• **PROMPT**:
Start with the first line of the records below. Output each line exactly, ending with the one that contains "a count; the".

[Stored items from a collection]
+++++

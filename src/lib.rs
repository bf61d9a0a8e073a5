//! Several independent strategies for computing the minimum biclique cover (bipartite
//! dimension) of a bipartite graph: the fewest complete bipartite subgraphs whose edges union
//! to the graph's edge set.
//!
//! The exact solvers share a twin-reduction kernelizer and report the dimension as a count; the
//! approximation produces the cover itself as a lazy sequence of bicliques. Graphs handed to a
//! solver are never mutated.

pub mod graph;
pub mod bipartite;
pub mod cust_error;
pub mod closure;
pub mod cover_instance;
pub mod kernelization;
pub mod bitmask_dp;
pub mod sat_search;
pub mod approx;
pub mod heuristics;

pub use approx::GreedyCover;
pub use bipartite::{is_valid_cover, BipartiteGraph, CompleteBipartiteGraph};
pub use cover_instance::CoverInstance;
pub use graph::{Edge, Graph};
pub use heuristics::greedy_cover;

use cust_error::{ProcessingError, ValidationError};
use sat_search::SplrOracle;

/// Computes the exact bipartite dimension of `graph` by kernelizing and searching feasible
/// cover sizes k = 1, 2, ..., `max_k` through a SAT oracle.
/// Returns `Ok(None)` if no cover of size <= `max_k` exists.
pub fn minimum_cover_exact(
    graph: &BipartiteGraph,
    max_k: usize,
) -> Result<Option<usize>, ProcessingError> {
    CoverInstance::from_graph(graph).sat_dimension(max_k, &mut SplrOracle)
}

/// Computes the exact bipartite dimension of `graph` with the bitmask subset-cover DP, applied
/// to the twin-reduction kernel. Fails fast if the kernel still has more edges than the bitmask
/// width addresses.
pub fn minimum_cover_dp(graph: &BipartiteGraph) -> Result<usize, ProcessingError> {
    CoverInstance::from_graph(graph).kernelized().bitmask_dimension()
}

/// Produces a lazy biclique cover of `graph` via randomized greedy rounds. Consuming the whole
/// iterator yields a valid cover; its length is an upper bound on the bipartite dimension.
pub fn approximate_cover(
    graph: &Graph,
    sample_size: Option<usize>,
) -> Result<GreedyCover, ValidationError> {
    GreedyCover::new(graph, sample_size)
}

#[cfg(test)]
mod tests {
    use super::*;

    const CROWN3: [(usize, usize); 6] = [(0, 3), (0, 4), (1, 3), (1, 5), (2, 4), (2, 5)];

    #[test]
    fn crown_scenario_test() {
        let bipartite = BipartiteGraph::from_pairs(&CROWN3).unwrap();
        assert_eq!(minimum_cover_exact(&bipartite, 9), Ok(Some(3)));
        assert_eq!(minimum_cover_dp(&bipartite), Ok(3));
        let graph = Graph::from_pairs(&CROWN3).unwrap();
        let cover: Vec<CompleteBipartiteGraph> =
            approximate_cover(&graph, None).unwrap().collect();
        assert!(cover.len() >= 3);
        assert!(is_valid_cover(&graph, &cover));
    }

    #[test]
    fn monotonic_exactness_test() {
        // The exact dimension never exceeds the approximation's cover number.
        let pairs = [(0, 5), (0, 6), (1, 5), (1, 6), (2, 6), (2, 7), (3, 7), (4, 5)];
        let bipartite = BipartiteGraph::from_pairs(&pairs).unwrap();
        let exact = minimum_cover_dp(&bipartite).unwrap();
        let graph = Graph::from_pairs(&pairs).unwrap();
        let approx = approximate_cover(&graph, None).unwrap().count();
        assert!(exact <= approx);
        assert_eq!(minimum_cover_exact(&bipartite, 9), Ok(Some(exact)));
    }

    #[test]
    fn solvers_never_mutate_input_test() {
        let bipartite = BipartiteGraph::from_pairs(&CROWN3).unwrap();
        let before = bipartite.clone();
        minimum_cover_exact(&bipartite, 9).unwrap();
        minimum_cover_dp(&bipartite).unwrap();
        assert_eq!(bipartite, before);
    }

}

+++++

• **ANSWER FOR THIS EXERCISE**:
filename src/lib.rs
repository bf61d9a0a8e073a5
//! Several independent strategies for computing the minimum biclique cover (bipartite
//! dimension) of a bipartite graph: the fewest complete bipartite subgraphs whose edges union
//! to the graph's edge set.
//!
//! The exact solvers share a twin-reduction kernelizer and report the dimension as a count; the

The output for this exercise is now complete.